Alfredo Piano y sus hijos –Juan José y Arturo- cuentan los secretos para crecer con una compañía familiar. Cómo fue el paso de casa de cambio a banca universal.
Entrevista: Pablo Wende – Fotos: Rosana Schoijett
Soy el único banquero del mundo que atiende en el mostrador.
Corría el primer trimestre de 2002 y la City porteña era un verdadero caos. Los ahorristas reclamaban sus ahorros y el dólar paraba sin cesar. Pero un banquero seguía firme, con las puertas abiertas y atendiendo uno a uno a los clientes. Se trataba de Alfredo Piano, que se transformó en aquel entonces casi en un vocero oficial. Desde su entidad, y ante las incesantes consultas de movileros de radio y televisión, buscaba llevar calma a la gente y aseguraba que el tipo de cambio no podía crecer hasta el infinito.
A casi nueve años de aquel episodio, y a sus 79 don Alfredo continúa atendiendo en el mostrador como entonces. Aclara, eso sí, que ahora precisa un banquito para no cansarse demasiado.
“Dar la cara en ese momento era muy importante. Para la gente era fundamental ver que el dueño del banco seguía firme, que no se había ido a ningún lado”, recuerda Piano con una sonrisa.
Los carteles pegados en la casa central dejan en claro que se trata de un banco atendido por sus dueños. “Señor cliente. No hace falta consultar nuestros precios. Siempre son mejores o iguales que los de nuestra competencia” reza uno con letras de molde ni bien se ingresa. “De acá, nadie se va sin hacer el negocio que vino a buscar”, explica Alfredo casi como una definición de principios.

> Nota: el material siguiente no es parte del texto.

pub mod action;
pub mod game_state;
pub mod heuristics;

mod board;
mod constants;

use board::*;
use constants::*;

pub use action::*;
pub use game_state::*;
pub use heuristics::*;
pub mod action;
pub mod game_state;

mod constants;

use constants::*;

pub use action::*;
pub use game_state::*;
mod cli;
mod game_loop;
mod options;

use std::io;

use alphabeta::ValueSearch;
use anyhow::Result;
use clap::Parser;
use cli::{Cli, Commands};
use common::ConfigLoader;
use dotenv::dotenv;
use engine::GameState;
use env_logger::Env;
use game_loop::GameLoop;
use log::info;
use options::PlayOptions;

const DEFAULT_REVERSI_DEPTH: usize = 6;

fn main() -> Result<()> {
    dotenv().ok();
    env_logger::Builder::from_env(Env::default().default_filter_or("info")).init();

    let cli = Cli::parse();

    let stdin = io::stdin();
    let stdout = io::stdout();
    let mut game_loop = GameLoop::new(stdin.lock(), stdout.lock());

    match &cli.command {
        Commands::TicTacToe(args) => {
            let config = ConfigLoader::load_or_default(&args.config, "tictactoe".to_string())?;
            let options = config.load::<PlayOptions>()?.with_human(args.human)?;

            info!("{:?}", options);

            let heuristic = |state: &tictactoe::GameState| state.terminal_value().unwrap_or(0.0);
            let search: Box<dyn ValueSearch<tictactoe::GameState>> =
                options.search.search(heuristic);

            game_loop.play(tictactoe::GameState::initial(), search.as_ref(), options.human)?;
        }
        Commands::Reversi(args) => {
            let config = ConfigLoader::load_or_default(&args.config, "reversi".to_string())?;
            let options = config
                .load::<PlayOptions>()?
                .with_human(args.human)?
                .with_depth(args.depth)?
                .with_heuristic(args.heuristic.as_deref())?
                .with_default_depth(DEFAULT_REVERSI_DEPTH)?;

            info!("{:?}", options);

            let search: Box<dyn ValueSearch<reversi::GameState>> =
                options.search.search(options.heuristic);

            game_loop.play(reversi::GameState::initial(), search.as_ref(), options.human)?;
        }
    }

    Ok(())
}
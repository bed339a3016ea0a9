//! Alpha-beta search of the complete game tree.
//!
//! `max_value` evaluates states in which player zero is to move and `min_value` states in which
//! player one is to move. Which of the two is applied to a successor is decided by the successor's
//! player to move, as a move may leave the same player to move again.
//!
//! Both require that every non-terminal state has at least one successor.

use engine::{GameError, GameState, Player};

use crate::Bounds;

/// The game-theoretic value of `state` when it lies within `(alpha, beta)`, otherwise the bound it
/// fell outside of.
pub fn max_value<S: GameState>(state: &S, alpha: f32, beta: f32) -> Result<f32, GameError> {
    if state.is_terminal() {
        return state.terminal_value();
    }

    let mut bounds = Bounds::new(alpha, beta);

    for successor in state.successors() {
        let value = value_within(&successor, bounds)?;
        if let Some(cutoff) = bounds.raise_alpha(value) {
            return Ok(cutoff);
        }
    }

    Ok(bounds.alpha)
}

/// The game-theoretic value of `state` when it lies within `(alpha, beta)`, otherwise the bound it
/// fell outside of.
pub fn min_value<S: GameState>(state: &S, alpha: f32, beta: f32) -> Result<f32, GameError> {
    if state.is_terminal() {
        return state.terminal_value();
    }

    let mut bounds = Bounds::new(alpha, beta);

    for successor in state.successors() {
        let value = value_within(&successor, bounds)?;
        if let Some(cutoff) = bounds.lower_beta(value) {
            return Ok(cutoff);
        }
    }

    Ok(bounds.beta)
}

/// The exact game-theoretic value of `state` for whichever player is to move.
pub fn value<S: GameState>(state: &S) -> Result<f32, GameError> {
    value_within(state, Bounds::full())
}

fn value_within<S: GameState>(state: &S, bounds: Bounds) -> Result<f32, GameError> {
    match state.player_to_move() {
        Player::Zero => max_value(state, bounds.alpha, bounds.beta),
        Player::One => min_value(state, bounds.alpha, bounds.beta),
    }
}
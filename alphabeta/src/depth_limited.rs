//! Alpha-beta search truncated at a fixed number of plies.
//!
//! States at the horizon, and terminal states reached before it, are scored by the heuristic rather
//! than by `GameState::terminal_value`, so the heuristic should agree with the terminal value on
//! terminal states. Every level of recursion consumes one ply of depth, including levels where the
//! same player moves again.

use engine::{GameState, Heuristic, Player};

use crate::Bounds;

/// The estimated value of `state` searched `depth` plies deep when it lies within `(alpha, beta)`,
/// otherwise the bound it fell outside of.
pub fn max_value<S, H>(state: &S, alpha: f32, beta: f32, depth: usize, heuristic: &H) -> f32
where
    S: GameState,
    H: Heuristic<S> + ?Sized,
{
    if depth == 0 || state.is_terminal() {
        return heuristic.evaluate(state);
    }

    let mut bounds = Bounds::new(alpha, beta);

    for successor in state.successors() {
        let value = value_within(&successor, bounds, depth - 1, heuristic);
        if let Some(cutoff) = bounds.raise_alpha(value) {
            return cutoff;
        }
    }

    bounds.alpha
}

/// The estimated value of `state` searched `depth` plies deep when it lies within `(alpha, beta)`,
/// otherwise the bound it fell outside of.
pub fn min_value<S, H>(state: &S, alpha: f32, beta: f32, depth: usize, heuristic: &H) -> f32
where
    S: GameState,
    H: Heuristic<S> + ?Sized,
{
    if depth == 0 || state.is_terminal() {
        return heuristic.evaluate(state);
    }

    let mut bounds = Bounds::new(alpha, beta);

    for successor in state.successors() {
        let value = value_within(&successor, bounds, depth - 1, heuristic);
        if let Some(cutoff) = bounds.lower_beta(value) {
            return cutoff;
        }
    }

    bounds.beta
}

/// The estimated value of `state` for whichever player is to move, searched `depth` plies deep.
pub fn value<S, H>(state: &S, depth: usize, heuristic: &H) -> f32
where
    S: GameState,
    H: Heuristic<S> + ?Sized,
{
    value_within(state, Bounds::full(), depth, heuristic)
}

fn value_within<S, H>(state: &S, bounds: Bounds, depth: usize, heuristic: &H) -> f32
where
    S: GameState,
    H: Heuristic<S> + ?Sized,
{
    match state.player_to_move() {
        Player::Zero => max_value(state, bounds.alpha, bounds.beta, depth, heuristic),
        Player::One => min_value(state, bounds.alpha, bounds.beta, depth, heuristic),
    }
}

Las largas colas para realizar operaciones de cambio en Banco Piano son una postal de la City porteña. Pero aunque su fachada casi no tuvo cambios visibles en décadas, la institución cambió y mucho. De la mano de dos de sus hijos, Juan José Piano (53 años, vicepresidente) y Arturo Piano (51 años, director ejecutivo), la entidad atravesó un fuerte proceso de aggiornamiento y expansión, que la llevó mucho más allá del tradicional negocio de cambio de monedas o compra de oro.